Report every line below that has the string "must" in it.

● ● ●

//! Configuration types for manifest-dl
//!
//! Every component receives the sub-config it needs at construction time; there is
//! no process-wide state. Durations are serialized as whole seconds.

use crate::error::{Error, Result};
use serde::{Deserialize, Serialize};
use std::path::{Path, PathBuf};
use std::time::Duration;

/// Descriptor discovery settings
#[derive(Clone, Debug, Serialize, Deserialize)]
pub struct ScanConfig {
    /// Directory holding `{itemId}.{extension}` descriptor files
    #[serde(default = "default_descriptor_dir")]
    pub descriptor_dir: PathBuf,

    /// Descriptor file extension, without the dot (default: "lua")
    #[serde(default = "default_extension")]
    pub extension: String,
}

impl Default for ScanConfig {
    fn default() -> Self {
        Self {
            descriptor_dir: default_descriptor_dir(),
            extension: default_extension(),
        }
    }
}

/// Endpoints and HTTP behaviour of the external services
#[derive(Clone, Debug, Serialize, Deserialize)]
pub struct ServiceConfig {
    /// Info service base; the item id is appended as a path segment
    #[serde(default = "default_info_base_url")]
    pub info_base_url: String,

    /// Manifest service endpoint; key and ids are passed as query parameters
    #[serde(default = "default_manifest_base_url")]
    pub manifest_base_url: String,

    /// Store endpoint used for display names
    #[serde(default = "default_store_base_url")]
    pub store_base_url: String,

    /// User-Agent sent with every request (default: "Mozilla/5.0")
    #[serde(default = "default_user_agent")]
    pub user_agent: String,

    /// Per-attempt timeout for manifest downloads (default: 60 seconds)
    #[serde(default = "default_request_timeout", with = "duration_serde")]
    pub request_timeout: Duration,

    /// Timeout for info lookups (default: 30 seconds)
    #[serde(default = "default_info_timeout", with = "duration_serde")]
    pub info_timeout: Duration,

    /// Timeout for display-name lookups (default: 3 seconds)
    #[serde(default = "default_name_timeout", with = "duration_serde")]
    pub name_timeout: Duration,
}

impl Default for ServiceConfig {
    fn default() -> Self {
        Self {
            info_base_url: default_info_base_url(),
            manifest_base_url: default_manifest_base_url(),
            store_base_url: default_store_base_url(),
            user_agent: default_user_agent(),
            request_timeout: default_request_timeout(),
            info_timeout: default_info_timeout(),
            name_timeout: default_name_timeout(),
        }
    }
}

/// Retry budget for manifest downloads
///
/// Only genuine failures spend budget. Rate-limit responses wait
/// `rate_limit_delay` and retry for free.
#[derive(Clone, Debug, Serialize, Deserialize)]
pub struct RetryConfig {
    /// Budget of failing attempts per depot (default: 10)
    #[serde(default = "default_max_attempts")]
    pub max_attempts: u32,

    /// Delay after a failed attempt (default: 2 seconds)
    #[serde(default = "default_retry_delay", with = "duration_serde")]
    pub retry_delay: Duration,

    /// Delay after a 429 response (default: 5 seconds)
    #[serde(default = "default_rate_limit_delay", with = "duration_serde")]
    pub rate_limit_delay: Duration,
}

impl Default for RetryConfig {
    fn default() -> Self {
        Self {
            max_attempts: default_max_attempts(),
            retry_delay: default_retry_delay(),
            rate_limit_delay: default_rate_limit_delay(),
        }
    }
}

/// Pacing between requests
#[derive(Clone, Debug, Serialize, Deserialize)]
pub struct CooldownConfig {
    /// Pause after each depot before the next one (default: 1 second)
    #[serde(default = "default_inter_depot", with = "duration_serde")]
    pub inter_depot: Duration,

    /// Pause before every item except the first (default: 5 minutes)
    #[serde(default = "default_inter_item", with = "duration_serde")]
    pub inter_item: Duration,
}

impl Default for CooldownConfig {
    fn default() -> Self {
        Self {
            inter_depot: default_inter_depot(),
            inter_item: default_inter_item(),
        }
    }
}

/// Where fetched manifests are written
#[derive(Clone, Debug, Serialize, Deserialize)]
pub struct OutputConfig {
    /// First destination root (default: "depotcache")
    #[serde(default = "default_primary_root")]
    pub primary_root: PathBuf,

    /// Second destination root (default: "config/depotcache")
    #[serde(default = "default_secondary_root")]
    pub secondary_root: PathBuf,
}

impl Default for OutputConfig {
    fn default() -> Self {
        Self {
            primary_root: default_primary_root(),
            secondary_root: default_secondary_root(),
        }
    }
}

/// Main configuration for the acquisition pipeline
#[derive(Clone, Debug, Default, Serialize, Deserialize)]
pub struct Config {
    /// Descriptor discovery
    #[serde(default)]
    pub scan: ScanConfig,

    /// External services
    #[serde(default)]
    pub services: ServiceConfig,

    /// Retry budget and backoff
    #[serde(default)]
    pub retry: RetryConfig,

    /// Pacing between depots and items
    #[serde(default)]
    pub cooldown: CooldownConfig,

    /// Destination roots
    #[serde(default)]
    pub output: OutputConfig,
}

impl Config {
    /// Load a JSON configuration file; missing fields take their defaults
    pub fn load(path: impl AsRef<Path>) -> Result<Self> {
        let path = path.as_ref();
        let content = std::fs::read_to_string(path).map_err(|e| Error::Config {
            message: format!("failed to read {}: {e}", path.display()),
            key: None,
        })?;
        let config: Config = serde_json::from_str(&content)?;
        tracing::debug!(path = %path.display(), "loaded configuration");
        Ok(config)
    }

    /// Default configuration rooted at an existing host install directory
    ///
    /// Descriptors live in `{root}/config/stplug-in`, manifests go to
    /// `{root}/depotcache` and `{root}/config/depotcache`.
    pub fn from_install_root(root: impl AsRef<Path>) -> Self {
        let mut config = Config::default();
        config.apply_install_root(root);
        config
    }

    /// Re-point the scan directory and both output roots at an install directory
    pub fn apply_install_root(&mut self, root: impl AsRef<Path>) {
        let root = root.as_ref();
        self.scan.descriptor_dir = root.join("config").join("stplug-in");
        self.output.primary_root = root.join("depotcache");
        self.output.secondary_root = root.join("config").join("depotcache");
    }

    /// Reject settings the pipeline cannot run with
    pub fn validate(&self) -> Result<()> {
        if self.retry.max_attempts == 0 {
            return Err(Error::config(
                "retry budget must be at least 1",
                "retry.max_attempts",
            ));
        }
        if self.scan.extension.is_empty() || self.scan.extension.starts_with('.') {
            return Err(Error::config(
                "descriptor extension must be non-empty and given without a leading dot",
                "scan.extension",
            ));
        }
        if self.output.primary_root == self.output.secondary_root {
            return Err(Error::config(
                "output roots must differ",
                "output.secondary_root",
            ));
        }
        for (key, url) in [
            ("services.info_base_url", &self.services.info_base_url),
            ("services.manifest_base_url", &self.services.manifest_base_url),
            ("services.store_base_url", &self.services.store_base_url),
        ] {
            if !(url.starts_with("http://") || url.starts_with("https://")) {
                return Err(Error::config(format!("not an http(s) URL: {url}"), key));
            }
        }
        Ok(())
    }
}

// Default value functions
fn default_descriptor_dir() -> PathBuf {
    PathBuf::from("config").join("stplug-in")
}

fn default_extension() -> String {
    "lua".into()
}

fn default_info_base_url() -> String {
    "https://api.steamcmd.net/v1/info".into()
}

fn default_manifest_base_url() -> String {
    "https://api.manifesthub1.filegear-sg.me/manifest".into()
}

fn default_store_base_url() -> String {
    "https://store.steampowered.com/api/appdetails".into()
}

fn default_user_agent() -> String {
    "Mozilla/5.0".into()
}

fn default_request_timeout() -> Duration {
    Duration::from_secs(60)
}

fn default_info_timeout() -> Duration {
    Duration::from_secs(30)
}

fn default_name_timeout() -> Duration {
    Duration::from_secs(3)
}

fn default_max_attempts() -> u32 {
    10
}

fn default_retry_delay() -> Duration {
    Duration::from_secs(2)
}

fn default_rate_limit_delay() -> Duration {
    Duration::from_secs(5)
}

fn default_inter_depot() -> Duration {
    Duration::from_secs(1)
}

fn default_inter_item() -> Duration {
    Duration::from_secs(5 * 60)
}

fn default_primary_root() -> PathBuf {
    PathBuf::from("depotcache")
}

fn default_secondary_root() -> PathBuf {
    PathBuf::from("config").join("depotcache")
}

// Duration serialization helper
mod duration_serde {
    use serde::{Deserialize, Deserializer, Serializer};
    use std::time::Duration;

    pub fn serialize<S>(duration: &Duration, serializer: S) -> Result<S::Ok, S::Error>
    where
        S: Serializer,
    {
        serializer.serialize_u64(duration.as_secs())
    }

    pub fn deserialize<'de, D>(deserializer: D) -> Result<Duration, D::Error>
    where
        D: Deserializer<'de>,
    {
        let secs = u64::deserialize(deserializer)?;
        Ok(Duration::from_secs(secs))
    }
}

// unwrap/expect are acceptable in tests for concise failure-on-error assertions
#[allow(clippy::unwrap_used, clippy::expect_used)]
#[cfg(test)]
mod tests {
    use super::*;
    use tempfile::tempdir;

    #[test]
    fn defaults_match_service_contract() {
        let config = Config::default();

        assert_eq!(config.retry.max_attempts, 10);
        assert_eq!(config.retry.retry_delay, Duration::from_secs(2));
        assert_eq!(config.retry.rate_limit_delay, Duration::from_secs(5));
        assert_eq!(config.cooldown.inter_depot, Duration::from_secs(1));
        assert_eq!(config.cooldown.inter_item, Duration::from_secs(300));
        assert_eq!(config.services.request_timeout, Duration::from_secs(60));
        assert_eq!(config.services.user_agent, "Mozilla/5.0");
        assert_eq!(config.scan.extension, "lua");
        config.validate().unwrap();
    }

    #[test]
    fn install_root_layout() {
        let config = Config::from_install_root("/opt/steam");

        assert_eq!(
            config.scan.descriptor_dir,
            PathBuf::from("/opt/steam/config/stplug-in")
        );
        assert_eq!(
            config.output.primary_root,
            PathBuf::from("/opt/steam/depotcache")
        );
        assert_eq!(
            config.output.secondary_root,
            PathBuf::from("/opt/steam/config/depotcache")
        );
    }

    #[test]
    fn partial_json_fills_defaults() {
        let dir = tempdir().unwrap();
        let path = dir.path().join("config.json");
        std::fs::write(
            &path,
            r#"{
                "retry": { "max_attempts": 3 },
                "cooldown": { "inter_item": 60 },
                "services": { "manifest_base_url": "http://127.0.0.1:9/manifest" }
            }"#,
        )
        .unwrap();

        let config = Config::load(&path).unwrap();

        assert_eq!(config.retry.max_attempts, 3);
        assert_eq!(config.retry.rate_limit_delay, Duration::from_secs(5));
        assert_eq!(config.cooldown.inter_item, Duration::from_secs(60));
        assert_eq!(config.cooldown.inter_depot, Duration::from_secs(1));
        assert_eq!(
            config.services.manifest_base_url,
            "http://127.0.0.1:9/manifest"
        );
        assert_eq!(config.services.info_base_url, default_info_base_url());
    }

    #[test]
    fn load_missing_file_is_config_error() {
        let err = Config::load("/definitely/not/here.json").unwrap_err();
        assert!(matches!(err, Error::Config { .. }), "got {err:?}");
        assert!(err.is_setup());
    }

    #[test]
    fn validate_rejects_zero_budget() {
        let mut config = Config::default();
        config.retry.max_attempts = 0;

        match config.validate() {
            Err(Error::Config { key, .. }) => {
                assert_eq!(key.as_deref(), Some("retry.max_attempts"))
            }
            other => panic!("expected config error, got {other:?}"),
        }
    }

    #[test]
    fn validate_rejects_identical_roots() {
        let mut config = Config::default();
        config.output.secondary_root = config.output.primary_root.clone();
        assert!(config.validate().is_err());
    }

    #[test]
    fn validate_rejects_dotted_extension_and_bad_urls() {
        let mut config = Config::default();
        config.scan.extension = ".lua".into();
        assert!(config.validate().is_err());

        let mut config = Config::default();
        config.services.info_base_url = "ftp://example.com".into();
        assert!(config.validate().is_err());
    }

    #[test]
    fn durations_round_trip_as_seconds() {
        let config = Config::default();
        let json = serde_json::to_value(&config).unwrap();
        assert_eq!(json["cooldown"]["inter_item"], 300);
        assert_eq!(json["retry"]["retry_delay"], 2);
    }
}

● ● ●

_Task answer:_
                "retry budget must be at least 1",
                "descriptor extension must be non-empty and given without a leading dot",
                "output roots must differ",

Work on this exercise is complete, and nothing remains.